Photograph: Werner Schmidt

Monday, May 5, 2014

Book Review: Flat Water Tuesday by Ron Irwin

Hard cover edition
The year 2013 was a good year for rowing books. In August, for example, Olympic champion Katharine Grainger came out with her autobiography Dreams do come True. One rowing book, which was published in June, has frequently come up on this website, Daniel James Brown’s The Boys in the Boat, which we reviewed on 19 August. Brown’s book was nominated for the prestigious British award the 2013 William Hill Sports Book of the Year, which HTBS’s Tim Koch wrote about on 27 November. Tim stated that whether The Boys in the Boat won this award or not ‘it is already the HTBS Book of the Year’ – unfortunately, Brown’s book did not win the William Hill Sports Book award, instead, it went to Doped by Jamie Reid.

Of course, I agree with Tim, but would like to make a small adjustment, or should I say, addition, because while The Boys in the Boat for sure is the best non-fiction rowing book of 2013, the award for the best fiction rowing book of that year would, without question, go to the novel Flat Water Tuesday by Ron Irwin.

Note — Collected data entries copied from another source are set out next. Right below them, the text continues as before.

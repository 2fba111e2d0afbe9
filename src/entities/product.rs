//! Product entity - Catalog entry shared by inventory items, recipe ingredients
//! and shopping list items.
//!
//! Products are created on first unmatched detection or by hand. Identity is
//! stable; name and category may be edited later.

use super::tags::{ProductExtras, Tags};
use sea_orm::entity::prelude::*;
use serde::{Deserialize, Serialize};

/// Product database model
#[derive(Clone, Debug, PartialEq, DeriveEntityModel, Serialize, Deserialize)]
#[sea_orm(table_name = "products")]
pub struct Model {
    /// Unique identifier for the product
    #[sea_orm(primary_key)]
    pub id: i64,
    /// Display name (e.g., "Lait entier", "Tomates cerises")
    pub name: String,
    /// Free-text classifier (e.g., "Produits laitiers")
    pub category: String,
    /// Unit used when none is given (e.g., "L", "g", "unit")
    pub default_unit: String,
    /// Typical shelf life once stored, if known
    pub shelf_life_days: Option<i32>,
    /// Labels matched against users' dietary restrictions
    #[sea_orm(column_type = "Json")]
    pub tags: Tags,
    /// Extra attributes (see [`ProductExtras`] for recognized keys)
    #[sea_orm(column_type = "Json")]
    pub extra: ProductExtras,
    /// When the product was created
    pub created_at: DateTimeUtc,
    /// When the product was last modified
    pub updated_at: DateTimeUtc,
}

/// Defines relationships between Product and other entities
#[derive(Copy, Clone, Debug, EnumIter, DeriveRelation)]
pub enum Relation {
    /// One product is stocked by many inventory items
    #[sea_orm(has_many = "super::inventory_item::Entity")]
    InventoryItems,
    /// One product is required by many recipe ingredients
    #[sea_orm(has_many = "super::recipe_ingredient::Entity")]
    RecipeIngredients,
}

impl Related<super::inventory_item::Entity> for Entity {
    fn to() -> RelationDef {
        Relation::InventoryItems.def()
    }
}

impl Related<super::recipe_ingredient::Entity> for Entity {
    fn to() -> RelationDef {
        Relation::RecipeIngredients.def()
    }
}

impl ActiveModelBehavior for ActiveModel {}
//! JSON-backed attribute types shared by several entities.
//!
//! Product tags and user dietary restrictions are both plain string sets; the
//! product extras bag only recognizes a documented set of keys.

use sea_orm::FromJsonQueryResult;
use serde::{Deserialize, Serialize};

/// A set of free-form labels (product tags, dietary restrictions).
#[derive(Clone, Debug, Default, PartialEq, Eq, Serialize, Deserialize, FromJsonQueryResult)]
pub struct Tags(pub Vec<String>);

impl Tags {
    /// Builds a tag set from anything string-like.
    pub fn new<I, S>(tags: I) -> Self
    where
        I: IntoIterator<Item = S>,
        S: Into<String>,
    {
        Self(tags.into_iter().map(Into::into).collect())
    }

    /// Tags lowercased and trimmed, with blanks dropped.
    pub fn canonical(&self) -> impl Iterator<Item = String> + '_ {
        self.0
            .iter()
            .map(|t| t.trim().to_lowercase())
            .filter(|t| !t.is_empty())
    }

    /// Case-insensitive, whitespace-insensitive intersection test.
    #[must_use]
    pub fn intersects(&self, other: &Self) -> bool {
        let mine: Vec<String> = self.canonical().collect();
        other.canonical().any(|t| mine.contains(&t))
    }

    /// Returns true when the set holds no non-blank tag.
    #[must_use]
    pub fn is_empty(&self) -> bool {
        self.canonical().next().is_none()
    }
}

/// Extra per-product metadata stored alongside the catalog entry.
///
/// Recognized keys:
/// * `min_quantity` - low-stock threshold; an item at or below it raises a low-stock alert
#[derive(Clone, Debug, Default, PartialEq, Serialize, Deserialize, FromJsonQueryResult)]
pub struct ProductExtras {
    /// Minimum quantity to keep in stock
    #[serde(default, skip_serializing_if = "Option::is_none")]
    pub min_quantity: Option<f64>,
}
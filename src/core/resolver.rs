//! Product resolution - finds the catalog product a detected name refers to.
//!
//! The resolver only ranks candidates. Deciding whether the best candidate is good
//! enough to reuse (versus creating a new product) is the caller's policy; see
//! [`decide`] and `core::product::find_or_create_product`.

use super::normalize::normalize;
use super::scoring::score_normalized;
use super::shelf_life::{MAX_SHELF_LIFE_DAYS, estimate_shelf_life_days};
use crate::config::settings::MatchingConfig;
use crate::entities::product;

/// Candidates scoring below this are not considered at all.
pub const RELEVANCE_FLOOR: f64 = 50.0;

/// Ingestion reuses an existing product at or above this score.
pub const REUSE_THRESHOLD: f64 = 70.0;

/// Returns the best catalog product for `detected_name` and its score.
///
/// Every product is scored with [`score_normalized`] using `detected_category`
/// against the product's own category. Candidates below `relevance_floor` are
/// dropped; among the rest the highest score wins and ties go to the product seen
/// first. When nothing clears the floor the result is `(None, 0.0)`.
#[must_use]
pub fn resolve<'a, I>(
    detected_name: &str,
    detected_category: &str,
    catalog: I,
    relevance_floor: f64,
) -> (Option<&'a product::Model>, f64)
where
    I: IntoIterator<Item = &'a product::Model>,
{
    let probe = normalize(detected_name);
    let mut best: Option<(&product::Model, f64)> = None;

    for candidate in catalog {
        let candidate_score = score_normalized(
            &probe,
            &normalize(&candidate.name),
            detected_category,
            &candidate.category,
        );
        if candidate_score < relevance_floor {
            continue;
        }
        if best.is_none_or(|(_, best_score)| candidate_score > best_score) {
            best = Some((candidate, candidate_score));
        }
    }

    best.map_or((None, 0.0), |(found, found_score)| (Some(found), found_score))
}

/// What an ingestion flow should do with a detected name.
#[derive(Debug, Clone, PartialEq)]
pub enum Resolution<'a> {
    /// Reuse this catalog product
    Reuse {
        /// The matched product
        product: &'a product::Model,
        /// Its fuzzy score
        score: f64,
    },
    /// No product is close enough; create one from this draft
    Create {
        /// Product to insert
        draft: NewProductDraft,
        /// Best score seen (0 when nothing cleared the floor)
        best_score: f64,
    },
}

/// Fields for a product about to be created from a detection.
#[derive(Debug, Clone, PartialEq, Eq)]
pub struct NewProductDraft {
    /// Capitalized detected name
    pub name: String,
    /// Detected category
    pub category: String,
    /// Provided or estimated shelf life
    pub shelf_life_days: i32,
}

/// Applies the reuse policy: reuse at or above `reuse_threshold`, create otherwise.
///
/// `shelf_life_hint` (e.g. the vision service's own estimate) takes precedence over
/// the static estimate when a product has to be created, provided it lies in
/// `1..=MAX_SHELF_LIFE_DAYS`.
#[must_use]
pub fn decide<'a, I>(
    detected_name: &str,
    detected_category: &str,
    catalog: I,
    config: &MatchingConfig,
    shelf_life_hint: Option<i32>,
) -> Resolution<'a>
where
    I: IntoIterator<Item = &'a product::Model>,
{
    let (found, best_score) = resolve(
        detected_name,
        detected_category,
        catalog,
        config.relevance_floor,
    );

    match found {
        Some(product) if best_score >= config.reuse_threshold => Resolution::Reuse {
            product,
            score: best_score,
        },
        _ => Resolution::Create {
            draft: NewProductDraft {
                name: capitalize(detected_name),
                category: detected_category.trim().to_string(),
                shelf_life_days: shelf_life_hint
                    .filter(|days| (1..=MAX_SHELF_LIFE_DAYS).contains(days))
                    .unwrap_or_else(|| estimate_shelf_life_days(detected_name, detected_category)),
            },
            best_score,
        },
    }
}

/// Uppercases the first character and lowercases the rest ("LAIT entier" -> "Lait entier").
#[must_use]
pub fn capitalize(name: &str) -> String {
    let mut chars = name.trim().chars();
    chars.next().map_or_else(String::new, |first| {
        first.to_uppercase().chain(chars.flat_map(char::to_lowercase)).collect()
    })
}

Tomorrow, Tuesday, Flat Water Tuesday, which also came out in hard cover in June 2013, will be released in a paperback edition in the U.S. High time for a HTBS review of the book.

Flat Water Tuesday is about Rob Carrey, a teenager from a working-class background, who arrives at the posh private school Fenton School in Connecticut, on a rowing scholarship. For many years this elite school has rowed against its rival school, Warwick, in a coxed four race on a Tuesday afternoon. Despite being a champion sculler – and in the beginning of the school year, Rob naively believes that he will continue to scull for Fenton School – he has been picked for a seat in the so called ‘God Four’, as the crew for a couple of years has lost this, the most important, race of the year to Warwick.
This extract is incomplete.